HD Widgets/Beautiful Widgets. I have a completely customized clock/weather widget with a widget for multiple timezones. The widget also has some quick toggle built in. In addition, I have Google's "My Library" widget from which I can quickly launch the last book, magazine, song, or video I was reading or watching. At a glance, I can see the meetings for the day and the week with the Calendar widget. The Google Keep widget allows me to quickly jot down a note or make a list. Synced to the cloud so if I make one on the PC before I leave home, it's right on my screen on the phone when shopping without having to search for an launch a tasks app. I used to have a Shazam widget on my phone so it could find a song that was playing. But I now use Google Now for that.
NotificationToggle allows me to add a notification menu that houses some quick apps and toggles that are not in the default OS toggles. One of the first app I add is Google Gestures. When I need to get to a contact, I drop down the notification shade, launch Gestures and start scrawling the letters. I don't recall the last time I used the Contacts app. Neither of these apps are tablet "optimized", but work like a charm on phones and tablets. Not possible on iOS.
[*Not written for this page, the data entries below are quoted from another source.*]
// Copyright 2025 eraflo
//
// Licensed under the Apache License, Version 2.0 (the "License");
// you may not use this file except in compliance with the License.
// You may obtain a copy of the License at
//
//     http://www.apache.org/licenses/LICENSE-2.0
//
// Unless required by applicable law or agreed to in writing, software
// distributed under the License is distributed on an "AS IS" BASIS,
// WITHOUT WARRANTIES OR CONDITIONS OF ANY KIND, either express or implied.
// See the License for the specific language governing permissions and
// limitations under the License.

//! Context key types for [`LaneContext`](super::LaneContext).
//!
//! | Key                 | Meaning                                              |
//! |---------------------|------------------------------------------------------|
//! | [`ShadingDevice`]   | Device owning the GPU-resident rate map              |
//! | [`FrameInputs`]     | Settings, capabilities, grid and targets of the frame |

use crate::capability::VrsCapabilities;
use crate::rate::TileGrid;
use crate::renderer::{SceneTargets, ShadingRateDevice};
use crate::settings::VrsSettings;
use std::sync::Arc;

/// Device that rate-map lanes record their work on.
#[derive(Debug, Clone)]
pub struct ShadingDevice(pub Arc<dyn ShadingRateDevice>);

/// Everything a rate-map lane reads for the current frame.
#[derive(Debug, Clone)]
pub struct FrameInputs {
    /// Snapshot of the configuration for this frame.
    pub settings: VrsSettings,
    /// Session capabilities.
    pub capabilities: VrsCapabilities,
    /// Grid of the rate map.
    pub grid: TileGrid,
    /// Scene images bound for this frame.
    pub targets: SceneTargets,
}

impl FrameInputs {
    /// Tile size in pixels.
    pub fn tile_size(&self) -> u32 {
        self.capabilities.tile_size
    }

    /// Whether the extended rates may be written.
    pub fn extended(&self) -> bool {
        self.capabilities.additional_rates
    }
}
// Copyright 2025 eraflo
//
// Licensed under the Apache License, Version 2.0 (the "License");
// you may not use this file except in compliance with the License.
// You may obtain a copy of the License at
//
//     http://www.apache.org/licenses/LICENSE-2.0
//
// Unless required by applicable law or agreed to in writing, software
// distributed under the License is distributed on an "AS IS" BASIS,
// WITHOUT WARRANTIES OR CONDITIONS OF ANY KIND, either express or implied.
// See the License for the specific language governing permissions and
// limitations under the License.


//! Texel and rate-code conversions between host images and GPU formats.

use vrs_core::renderer::{ColorImage, DepthImage, VelocityImage};

/// Texture format of color targets and debug outputs.
pub(crate) const COLOR_FORMAT: wgpu::TextureFormat = wgpu::TextureFormat::Rgba8Unorm;
/// Texture format of depth buffers. The only depth format writable from the host.
pub(crate) const DEPTH_FORMAT: wgpu::TextureFormat = wgpu::TextureFormat::Depth16Unorm;
/// Texture format of velocity buffers.
pub(crate) const VELOCITY_FORMAT: wgpu::TextureFormat = wgpu::TextureFormat::Rg32Float;

fn unorm8(v: f32) -> u8 {
    (v.clamp(0.0, 1.0) * 255.0).round() as u8
}

/// RGBA8 bytes of a linear color image.
pub(crate) fn color_to_rgba8(image: &ColorImage) -> Vec<u8> {
    image
        .texels()
        .iter()
        .flat_map(|texel| texel.map(unorm8))
        .collect()
}

/// Decodes tightly packed rows out of a padded readback buffer.
pub(crate) fn rgba8_to_color(bytes: &[u8], width: u32, height: u32, padded_row: u32) -> ColorImage {
    ColorImage::from_fn(width, height, |x, y| {
        let at = (y * padded_row + x * 4) as usize;
        match bytes.get(at..at + 4) {
            Some(px) => [
                px[0] as f32 / 255.0,
                px[1] as f32 / 255.0,
                px[2] as f32 / 255.0,
                px[3] as f32 / 255.0,
            ],
            None => [0.0; 4],
        }
    })
}

/// 16-bit unorm depth words.
pub(crate) fn depth_to_unorm16(image: &DepthImage) -> Vec<u16> {
    image
        .texels()
        .iter()
        .map(|d| (d.clamp(0.0, 1.0) * u16::MAX as f32).round() as u16)
        .collect()
}

/// RG32 float texels of a velocity image.
pub(crate) fn velocity_to_rg32(image: &VelocityImage) -> &[u8] {
    bytemuck::cast_slice(image.texels())
}

/// Widens rate codes to the storage-buffer layout.
pub(crate) fn codes_to_words(codes: &[u8]) -> Vec<u32> {
    codes.iter().map(|&c| u32::from(c)).collect()
}

/// Narrows storage-buffer words back to codes. Out-of-range words become
/// `0xFF`, which no rate uses.
pub(crate) fn words_to_codes(bytes: &[u8]) -> Vec<u8> {
    bytes
        .chunks_exact(4)
        .map(|chunk| {
            let word: u32 = bytemuck::pod_read_unaligned(chunk);
            u8::try_from(word).unwrap_or(0xFF)
        })
        .collect()
}

/// Row pitch of a texture-to-buffer copy.
pub(crate) fn padded_bytes_per_row(width: u32, bytes_per_texel: u32) -> u32 {
    let unpadded = width * bytes_per_texel;
    let align = wgpu::COPY_BYTES_PER_ROW_ALIGNMENT;
    unpadded.div_ceil(align) * align
}
// Copyright 2025 eraflo
//
// Licensed under the Apache License, Version 2.0 (the "License");
// you may not use this file except in compliance with the License.
// You may obtain a copy of the License at
//
//     http://www.apache.org/licenses/LICENSE-2.0
//
// Unless required by applicable law or agreed to in writing, software
// distributed under the License is distributed on an "AS IS" BASIS,
// WITHOUT WARRANTIES OR CONDITIONS OF ANY KIND, either express or implied.
// See the License for the specific language governing permissions and
// limitations under the License.


//! # VRS Agents
//!
//! The orchestration layer of the shading-rate engine. [`VrsAgent`] owns the
//! session capabilities and configuration, selects the lane for the active
//! mode every frame, sequences generation, post-filtering and the debug
//! overlay, and exposes the binding and statistics the renderer consumes.

pub mod experiment;
pub mod export;
pub mod vrs_agent;

pub use experiment::{Experiment, ExperimentOutcome, ExperimentSuite};
pub use vrs_agent::*;
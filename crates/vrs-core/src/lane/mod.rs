// Copyright 2025 eraflo
//
// Licensed under the Apache License, Version 2.0 (the "License");
// you may not use this file except in compliance with the License.
// You may obtain a copy of the License at
//
//     http://www.apache.org/licenses/LICENSE-2.0
//
// Unless required by applicable law or agreed to in writing, software
// distributed under the License is distributed on an "AS IS" BASIS,
// WITHOUT WARRANTIES OR CONDITIONS OF ANY KIND, either express or implied.
// See the License for the specific language governing permissions and
// limitations under the License.

//! # Lane Abstraction
//!
//! A **Lane** is a swappable processing strategy owned by an agent. Every
//! shading-rate generator, the post-filter and the debug overlay are lanes.
//!
//! The agent fills a [`LaneContext`] with the frame's inputs (device, targets,
//! settings, capabilities, grid) and hands it to one lane at a time:
//!
//! ```rust,ignore
//! use vrs_core::lane::{Lane, LaneContext, LaneError, LaneKind};
//!
//! struct FullRateLane;
//!
//! impl Lane for FullRateLane {
//!     fn strategy_name(&self) -> &'static str { "FullRate" }
//!     fn lane_kind(&self) -> LaneKind { LaneKind::Generator }
//!
//!     fn execute(&self, ctx: &mut LaneContext) -> Result<(), LaneError> {
//!         let device = ctx.get::<ShadingDevice>().ok_or(LaneError::missing("ShadingDevice"))?;
//!         // ...
//!         Ok(())
//!     }
//!
//!     fn as_any(&self) -> &dyn std::any::Any { self }
//! }
//! ```

use std::any::{Any, TypeId};
use std::collections::HashMap;
use std::fmt;

pub mod context_keys;
pub use context_keys::*;

/// Error type for lane operations.
#[derive(Debug)]
pub enum LaneError {
    /// A value the lane needs was not present in the [`LaneContext`].
    InvalidContext {
        /// What the lane expected.
        expected: &'static str,
        /// Description of what was received.
        received: String,
    },
    /// A scene input (depth, color, velocity, ...) needed by the pass is absent.
    MissingSceneInput(&'static str),
    /// The device failed while recording or executing the lane's work.
    ExecutionFailed(Box<dyn std::error::Error + Send + Sync>),
}

impl fmt::Display for LaneError {
    fn fmt(&self, f: &mut fmt::Formatter<'_>) -> fmt::Result {
        match self {
            LaneError::InvalidContext { expected, received } => {
                write!(
                    f,
                    "Invalid lane context: expected {expected}, got {received}"
                )
            }
            LaneError::MissingSceneInput(name) => write!(f, "Missing scene input: {name}"),
            LaneError::ExecutionFailed(e) => write!(f, "Lane execution failed: {e}"),
        }
    }
}

impl std::error::Error for LaneError {
    fn source(&self) -> Option<&(dyn std::error::Error + 'static)> {
        match self {
            LaneError::ExecutionFailed(e) => Some(e.as_ref()),
            _ => None,
        }
    }
}

impl LaneError {
    /// Convenience constructor for a missing context entry.
    pub fn missing(type_name: &'static str) -> Self {
        LaneError::InvalidContext {
            expected: type_name,
            received: "not found in LaneContext".into(),
        }
    }
}

impl From<crate::renderer::VrsError> for LaneError {
    fn from(e: crate::renderer::VrsError) -> Self {
        match e {
            crate::renderer::VrsError::MissingSceneInput(input) => {
                LaneError::MissingSceneInput(input.name())
            }
            other => LaneError::ExecutionFailed(Box::new(other)),
        }
    }
}

/// Classification of lane types, used for routing and filtering.
#[derive(Debug, Clone, Copy, PartialEq, Eq, Hash)]
pub enum LaneKind {
    /// Writes a complete shading-rate map for the frame.
    Generator,
    /// Refines the generated map in place.
    PostFilter,
    /// Visualizes the map without modifying it.
    Overlay,
}

impl fmt::Display for LaneKind {
    fn fmt(&self, f: &mut fmt::Formatter<'_>) -> fmt::Result {
        match self {
            LaneKind::Generator => write!(f, "Generator"),
            LaneKind::PostFilter => write!(f, "PostFilter"),
            LaneKind::Overlay => write!(f, "Overlay"),
        }
    }
}

// ─────────────────────────────────────────────────────────────────────────────
// LaneContext: generic type-map for passing data to lanes
// ─────────────────────────────────────────────────────────────────────────────

/// A type-erased, extensible context for passing data to lanes.
///
/// Agents populate a `LaneContext` with the data their lanes need, then pass
/// it to [`Lane::execute`]. Lanes retrieve values by type.
///
/// ```rust,ignore
/// let mut ctx = LaneContext::new();
/// ctx.insert(TileGrid::new(120, 68));
/// assert_eq!(ctx.get::<TileGrid>().map(|g| g.width), Some(120));
/// ```
pub struct LaneContext {
    data: HashMap<TypeId, Box<dyn Any + Send + Sync>>,
}

impl LaneContext {
    /// Creates an empty context.
    pub fn new() -> Self {
        Self {
            data: HashMap::new(),
        }
    }

    /// Inserts a value, keyed by its concrete type.
    ///
    /// If a value of the same type was already present, it is replaced.
    pub fn insert<T: 'static + Send + Sync>(&mut self, value: T) {
        self.data.insert(TypeId::of::<T>(), Box::new(value));
    }

    /// Returns a shared reference to a value by type.
    pub fn get<T: 'static>(&self) -> Option<&T> {
        self.data.get(&TypeId::of::<T>())?.downcast_ref()
    }

    /// Returns a mutable reference to a value by type.
    pub fn get_mut<T: 'static>(&mut self) -> Option<&mut T> {
        self.data.get_mut(&TypeId::of::<T>())?.downcast_mut()
    }

    /// Returns the value of type `T` or a [`LaneError::InvalidContext`].
    pub fn require<T: 'static>(&self) -> Result<&T, LaneError> {
        self.get::<T>()
            .ok_or_else(|| LaneError::missing(std::any::type_name::<T>()))
    }

    /// Checks whether a value of the given type is present.
    pub fn contains<T: 'static>(&self) -> bool {
        self.data.contains_key(&TypeId::of::<T>())
    }

    /// Removes and returns a value by type.
    pub fn remove<T: 'static>(&mut self) -> Option<T> {
        self.data
            .remove(&TypeId::of::<T>())
            .and_then(|b| b.downcast().ok().map(|b| *b))
    }
}

impl Default for LaneContext {
    fn default() -> Self {
        Self::new()
    }
}

impl fmt::Debug for LaneContext {
    fn fmt(&self, f: &mut fmt::Formatter<'_>) -> fmt::Result {
        f.debug_struct("LaneContext")
            .field("entries", &self.data.len())
            .finish()
    }
}

// ─────────────────────────────────────────────────────────────────────────────
// LaneRegistry: generic container for heterogeneous lanes
// ─────────────────────────────────────────────────────────────────────────────

/// A registry that stores [`Lane`] trait objects for agent use.
///
/// Custom strategies can be registered under an existing strategy name to
/// replace a built-in lane; the most recently registered lane wins.
pub struct LaneRegistry {
    lanes: Vec<Box<dyn Lane>>,
}

impl LaneRegistry {
    /// Creates an empty registry.
    pub fn new() -> Self {
        Self { lanes: Vec::new() }
    }

    /// Adds a lane to the registry.
    pub fn register(&mut self, lane: Box<dyn Lane>) {
        self.lanes.push(lane);
    }

    /// Finds a lane by its strategy name.
    pub fn get(&self, name: &str) -> Option<&dyn Lane> {
        self.lanes
            .iter()
            .rev()
            .find(|l| l.strategy_name() == name)
            .map(|b| b.as_ref())
    }

    /// Returns all lanes of a given kind.
    pub fn find_by_kind(&self, kind: LaneKind) -> Vec<&dyn Lane> {
        self.lanes
            .iter()
            .filter(|l| l.lane_kind() == kind)
            .map(|b| b.as_ref())
            .collect()
    }

    /// Returns a slice of all registered lanes.
    pub fn all(&self) -> &[Box<dyn Lane>] {
        &self.lanes
    }

    /// Returns the number of registered lanes.
    pub fn len(&self) -> usize {
        self.lanes.len()
    }

    /// Returns `true` if no lanes are registered.
    pub fn is_empty(&self) -> bool {
        self.lanes.is_empty()
    }
}

impl Default for LaneRegistry {
    fn default() -> Self {
        Self::new()
    }
}

impl fmt::Debug for LaneRegistry {
    fn fmt(&self, f: &mut fmt::Formatter<'_>) -> fmt::Result {
        f.debug_list()
            .entries(self.lanes.iter().map(|l| l.strategy_name()))
            .finish()
    }
}

/// Base trait for every lane.
///
/// ## Lifecycle
///
/// ```text
/// on_initialize(ctx)  →  [ execute(ctx) ]*  →  on_shutdown(ctx)
/// ```
pub trait Lane: Send + Sync {
    /// Name identifying this lane's strategy, unique per kind.
    fn strategy_name(&self) -> &'static str;

    /// The kind of processing this lane performs.
    fn lane_kind(&self) -> LaneKind;

    /// Called once when the owning agent initializes or its target is resized.
    ///
    /// Default is a no-op returning `Ok(())`.
    fn on_initialize(&self, _ctx: &mut LaneContext) -> Result<(), LaneError> {
        Ok(())
    }

    /// Records this lane's work for the current frame.
    fn execute(&self, ctx: &mut LaneContext) -> Result<(), LaneError>;

    /// Called when the owning agent shuts down.
    fn on_shutdown(&self, _ctx: &mut LaneContext) {}

    /// Downcast to a concrete type for type-specific operations.
    fn as_any(&self) -> &dyn Any;
}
There are innumerable game emulators. I'm not much of a gamer. So I have no idea how well they work or if they make any sense on a tablet. But it's an option for me to have checked out if I was so inclined.
One of the reasons, why I sold my iPad was due to the lack of an exposed file system which wouldn't let me move photos around in folders to create my own galleries. Root Explorer is a top paid app. I used to use it. Now I use Solid Explorer which is tablet optimized and extremely well. Apart from dual view files systems, I can also move files in and out of FTP, SFTP, Samba shares and cloud storage like Box and DropBox. Won't see that on iOS.
Titanium Backup, not tablet optimized. Would be better if it was. It's not getting any awards for UI anyway. But it's rock solid and I don't know if there are apps like that on iOS (maybe in Cydia).
Google Play Music which I just love. Apparently it will be coming to iOS soon, But given how gimped Google Now is on iOS, I wonder how good the experience would be for Google Play Music on iOS.
The only app that I missed from the iPad was the excellent Flipboard. And it's now available on Android - optimized for tablets.
I saw references to GarageBand. I'm not a musician so have no idea how good it is or what the quality of music apps is on Android. But an amateur musician friend of mine uses Caustic 2 (https://play.google.com/store/apps/details?id=com.singlecellsoftware.caustic). That doesn't look like it could win many UI awards, but he really seems to like it.
Quote:
Originally Posted by os2baba
One of the reasons, why I sold my iPad was due to the lack of an exposed file system which wouldn't let me move photos around in folders to create my own galleries. Root Explorer is a top paid app. I used to use it. Now I use Solid Explorer which is tablet optimized and extremely well. Apart from dual view files systems, I can also move files in and out of FTP, SFTP, Samba shares and cloud storage like Box and DropBox. Won't see that on iOS.
I'll be giving Google Gestures a try as that sounds like it will seamlessly merge into my setup. ES File Explorer is also a solid choice for what you're describing above. You might already be familiar with it as it's very popular as well, but it's what I use and I love it.
Quote:
Originally Posted by os2baba
One of the reasons, why I sold my iPad was due to the lack of an exposed file system which wouldn't let me move photos around in folders to create my own galleries. Root Explorer is a top paid app. I used to use it. Now I use Solid Explorer which is tablet optimized and extremely well. Apart from dual view files systems, I can also move files in and out of FTP, SFTP, Samba shares and cloud storage like Box and DropBox. Won't see that on iOS.
You are not credible. The iPhoto app will let you create your own galleries. You don't know? The fact is for iOS, your use various apps to play with files.